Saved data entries
------------------------------------------------------------

//! Recolor an image with the palette of another.
//!
//! Run: cargo run --release -- target.png source.png -o output.png

use std::path::PathBuf;
use std::time::Instant;

use anyhow::{Context, Result};
use clap::{Parser, ValueEnum};
use sortxfer::raster::{self, Reconcile};
use sortxfer::search::DEFAULT_TRIALS;
use sortxfer::{recolor, ChannelWeights, SampleRange, SearchConfig};

#[derive(ValueEnum, Clone, Copy, Debug)]
enum StrategyArg {
    /// Greedy rotation sweep around each axis (deterministic)
    Sweep,
    /// Best of N random directions
    Sampling,
}

#[derive(ValueEnum, Clone, Copy, Debug)]
enum RangeArg {
    /// Components uniform in [-500, 500)
    Symmetric,
    /// Components uniform in [0, 1)
    Unit,
}

#[derive(Parser, Debug)]
#[command(name = "sortxfer", version, about = "Transfer the palette of SOURCE onto TARGET.")]
struct Args {
    /// Image to recolor
    target: PathBuf,

    /// Image providing the palette
    source: PathBuf,

    /// Output file; the format follows the extension
    #[arg(short, long, default_value = "output.png")]
    output: PathBuf,

    /// Direction search strategy
    #[arg(long, value_enum, default_value_t = StrategyArg::Sweep)]
    strategy: StrategyArg,

    /// Number of random directions (sampling only)
    #[arg(long, default_value_t = DEFAULT_TRIALS)]
    trials: usize,

    /// Component range of random directions (sampling only)
    #[arg(long, value_enum, default_value_t = RangeArg::Symmetric)]
    range: RangeArg,

    /// RNG seed for reproducible sampling
    #[arg(long)]
    seed: Option<u64>,

    /// Weight channel differences by rough luminance (0.3, 0.58, 0.12)
    #[arg(long)]
    luminance: bool,

    /// Center-crop both images to a common size instead of failing on a size mismatch
    #[arg(long)]
    crop: bool,
}

impl Args {
    fn search_config(&self) -> SearchConfig {
        let mut config = match self.strategy {
            StrategyArg::Sweep => SearchConfig::axis_sweep(),
            StrategyArg::Sampling => {
                let range = match self.range {
                    RangeArg::Symmetric => SampleRange::default(),
                    RangeArg::Unit => SampleRange::UnitPositive,
                };
                SearchConfig::random_sampling(self.trials).with_range(range)
            }
        };
        if let Some(seed) = self.seed {
            config = config.with_seed(seed);
        }
        if self.luminance {
            config = config.with_channel_weights(ChannelWeights::LUMINANCE);
        }
        config
    }
}

fn main() -> Result<()> {
    env_logger::Builder::from_env(env_logger::Env::default().default_filter_or("info")).init();
    let args = Args::parse();
    let start = Instant::now();

    let target = raster::load_rgb(&args.target)
        .with_context(|| format!("failed to open target {}", args.target.display()))?;
    let source = raster::load_rgb(&args.source)
        .with_context(|| format!("failed to open source {}", args.source.display()))?;
    log::info!("target {}: {}x{}", args.target.display(), target.width(), target.height());
    log::info!("source {}: {}x{}", args.source.display(), source.width(), source.height());

    let policy = if args.crop { Reconcile::CropCenter } else { Reconcile::Reject };
    let (target, source) = raster::reconcile(target, source, policy)?;
    let (width, height) = target.dimensions();

    let target_px = raster::pixels_from_image(&target);
    let source_px = raster::pixels_from_image(&source);
    log::debug!("decoded in {:.2?}", start.elapsed());

    let out = recolor(&target_px, &source_px, &args.search_config())?;
    log::debug!("recolored in {:.2?}", start.elapsed());

    let img = raster::image_from_pixels(&out.pixels, width, height)?;
    raster::save_rgb(&img, &args.output)
        .with_context(|| format!("failed to write {}", args.output.display()))?;

    log::info!(
        "saved {} (direction {}, quality {:.3}) in {:.2?}",
        args.output.display(),
        out.outcome.direction,
        out.outcome.quality,
        start.elapsed()
    );
    Ok(())
}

------------------------------------------------------------

## WORK TO BE COMPLETED
What lines in the entries above include the string "failed"? Return each one.

## EXERCISE SOLUTION
        .with_context(|| format!("failed to open target {}", args.target.display()))?;
        .with_context(|| format!("failed to open source {}", args.source.display()))?;
        .with_context(|| format!("failed to write {}", args.output.display()))?;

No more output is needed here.